With the increasing availability of information and communication technologies in resource-poor countries in recent years, digital health tools are now becoming viable options. These tools have the potential to address some of the barriers to effective diagnosis in primary care. Electronic clinical decision aids have been shown to support the implementation of validated algorithmic approaches to diagnosis such as the WHO/UNICEF-developed Integrated Management of Childhood Illness, and opportunities exist to leverage digital tools in other areas, such as automated reading of test results to reduce training needs. Digital tools could also amplify the impact of existing diagnostics, for example through mobile phone apps that send the results of tests performed in primary care to regional and national disease surveillance systems.

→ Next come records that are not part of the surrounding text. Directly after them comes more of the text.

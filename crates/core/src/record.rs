//! Persisted event shapes.
//!
//! `EventToAppend` is what the command layer hands the appender (ciphertext
//! with a declared version, not yet assigned a commit sequence).
//! `EventRecord` is a stored row. The split mirrors the uncommitted/stored
//! distinction of the append path: the store assigns `commit_sequence`, the
//! sync engine later assigns `global_sequence`.

use chrono::{DateTime, Utc};
use serde::{Deserialize, Serialize};
use uuid::Uuid;

use crate::id::{AggregateId, AggregateType};

/// An event ready to be appended (ciphertext in, no commit sequence yet).
///
/// `payload_encrypted` must already be bound by AAD to
/// `(aggregate_type, aggregate_id, version)`; the store never re-encrypts.
#[derive(Debug, Clone, PartialEq, Eq)]
pub struct EventToAppend {
    pub id: Uuid,
    pub event_type: String,
    pub payload_encrypted: Vec<u8>,
    /// Keyring state ciphertext carried in-band for other devices, present
    /// on the first event of an aggregate and after epoch rotation.
    pub keyring_update: Option<Vec<u8>>,
    /// Declared per-aggregate version; the appender rejects the batch when
    /// it does not extend the stream contiguously.
    pub version: u64,
    pub occurred_at: DateTime<Utc>,
    pub actor_id: Option<String>,
    pub causation_id: Option<String>,
    pub correlation_id: Option<String>,
    /// Keyring epoch the payload was encrypted under. Absent means 0.
    pub epoch: Option<u32>,
}

/// A stored event row.
#[derive(Debug, Clone, PartialEq, Eq, Serialize, Deserialize)]
pub struct EventRecord {
    pub id: Uuid,
    pub aggregate_type: AggregateType,
    pub aggregate_id: AggregateId,
    pub event_type: String,
    pub payload_encrypted: Vec<u8>,
    pub keyring_update: Option<Vec<u8>>,
    pub version: u64,
    pub occurred_at: DateTime<Utc>,
    pub actor_id: Option<String>,
    pub causation_id: Option<String>,
    pub correlation_id: Option<String>,
    pub epoch: Option<u32>,
    /// Local append order, strictly monotonic across all rows.
    pub commit_sequence: i64,
    /// Server-assigned order; `None` while the row is local-only.
    pub global_sequence: Option<i64>,
}

impl EventRecord {
    /// Epoch to resolve keys under; absence is epoch 0.
    pub fn effective_epoch(&self) -> u32 {
        self.epoch.unwrap_or(0)
    }

    /// Whether the row has been linearized by the sync engine.
    ///
    /// Mapped rows are immutable; only pending rows may have their version
    /// rewritten.
    pub fn is_pending(&self) -> bool {
        self.global_sequence.is_none()
    }
}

While the ownership of the initiatives described above should lie with the countries with greatest need, a collaborative effort will be required to bring them to fruition. Coalitions like Gavi, the Vaccine Alliance have proven successful in improving access to vaccine in remote areas, leading to calls for a similar long-term, well-resourced alliance of key stakeholders for diagnostics. In alignment with this, WHO and the Foundation for Innovative New Diagnostics (FIND) have recently executed a memorandum of understanding to formalize a collaboration aimed at closing major diagnostic gaps in low-resource countries. This collaboration may be a first step toward establishing a country-led diagnostics alliance to ensure that diagnostic solutions for optimal health outcomes are accessible to all.

 

EDITOR’S NOTE: Neither author has financial or industry ties to disclose. Both authors are members of the WHO Strategic Advisory Group of Experts on In Vitro Diagnostics Group that developed the Essential Diagnostics List. They are also commissioners for the Lancet Commission on diagnostics. MP serves on the scientific advisory committee for FIND, mentioned in the last paragraph, and CB serves as the CEO of that organization.